We haven’t seen a large vaccine developer invest in clinical trials for AIDS vaccine without public or charitable contributions in almost a decade.

This vaccine strategy incorporates a strategy that researchers hope will protect against the many different types of HIV that circulate around the world.

Further upstream research involves the discovery that some people living with HIV create particularly potent antibodies that are able to “neutralise” many different HIV strains. A handful of these “broadly neutralising antibodies” or bNAbs, have been isolated from blood samples donated by HIV infected individuals.

Scientists are now planning to test whether direct transfer of the most potent antibodies could prevent, treat, or even be part of a cure for HIV when infused directly into the blood stream.

Early clinical trials testing this process, known as “passive immunisation”, currently involve monthly intravenous blood transfusions lasting 30 minutes or more.

But the aim is to reduce the time and frequency of infusions to perhaps quarterly or twice a year. A recent small study using one of these potent antibodies found that virus levels dropped significantly among participants living with HIV, an effect that lasted one month after only one dose.

Scientific, research, and academic meetings and journals have been buzzing with talk about bNAbs for the past few years, especially in the vaccine research community. But the reality is, bNAb research is in very early stages, there are many questions and unknowns and the science is extremely difficult to understand and explain to non-scientists.

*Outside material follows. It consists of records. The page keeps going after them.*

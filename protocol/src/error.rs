use serde::{Deserialize, Serialize};
use thiserror::Error;

/// Typed failure codes returned by gated room transactions. The serialized
/// form matches the original wire strings.
#[derive(Debug, Clone, Copy, Serialize, Deserialize, PartialEq, Eq, Error)]
#[serde(rename_all = "SCREAMING_SNAKE_CASE")]
pub enum ErrorCode {
    #[error("room not found")]
    RoomMissing,
    #[error("room is not idle")]
    NotIdle,
    #[error("another deal lock is held")]
    LockHeld,
    #[error("no variant locked for the next hand")]
    NoVariantLocked,
    #[error("caller is not the dealer")]
    NotDealer,
    #[error("fewer than two active seated players")]
    #[serde(rename = "PLAYERS_LT_2")]
    PlayersLt2,
    #[error("no hand in progress")]
    NotInHand,
    #[error("not your turn")]
    TurnMismatch,
    #[error("you cannot act")]
    CannotAct,
    #[error("invalid bet amount")]
    InvalidBet,
    #[error("street already complete or invalid")]
    AlreadyCompleteOrInvalid,
    #[error("transaction precondition failed")]
    PreconditionFailed,
    #[error("seat already taken")]
    SeatTaken,
    #[error("cannot do that during a hand")]
    InHand,
    #[error("insufficient balance")]
    Insufficient,
    #[error("room is full")]
    RoomFull,
}

impl ErrorCode {
    /// Racy codes that callers absorb silently and resolve from the next
    /// snapshot, as opposed to terminal codes surfaced to the user.
    pub fn is_transient(self) -> bool {
        matches!(
            self,
            ErrorCode::LockHeld
                | ErrorCode::NotIdle
                | ErrorCode::TurnMismatch
                | ErrorCode::PreconditionFailed
        )
    }
}

#[cfg(test)]
mod tests {
    use super::*;

    #[test]
    fn codes_serialize_as_wire_strings() {
        assert_eq!(
            serde_json::to_string(&ErrorCode::NoVariantLocked).unwrap(),
            "\"NO_VARIANT_LOCKED\""
        );
        assert_eq!(
            serde_json::to_string(&ErrorCode::PlayersLt2).unwrap(),
            "\"PLAYERS_LT_2\""
        );
        assert_eq!(
            serde_json::from_str::<ErrorCode>("\"ROOM_FULL\"").unwrap(),
            ErrorCode::RoomFull
        );
    }

    #[test]
    fn transient_codes_are_absorbed() {
        assert!(ErrorCode::LockHeld.is_transient());
        assert!(ErrorCode::TurnMismatch.is_transient());
        assert!(!ErrorCode::Insufficient.is_transient());
        assert!(!ErrorCode::RoomFull.is_transient());
    }
}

As this work moves forward, scientists and funders need to collaborate with advocates and community stakeholders to ensure that adequate resources are allocated to communications and community engagement. With all of the excitement around bNAbs and two different vaccine strategies now entering clinical trial phases in Africa, the robust community of African AIDS researchers must be at the table before decisions are made.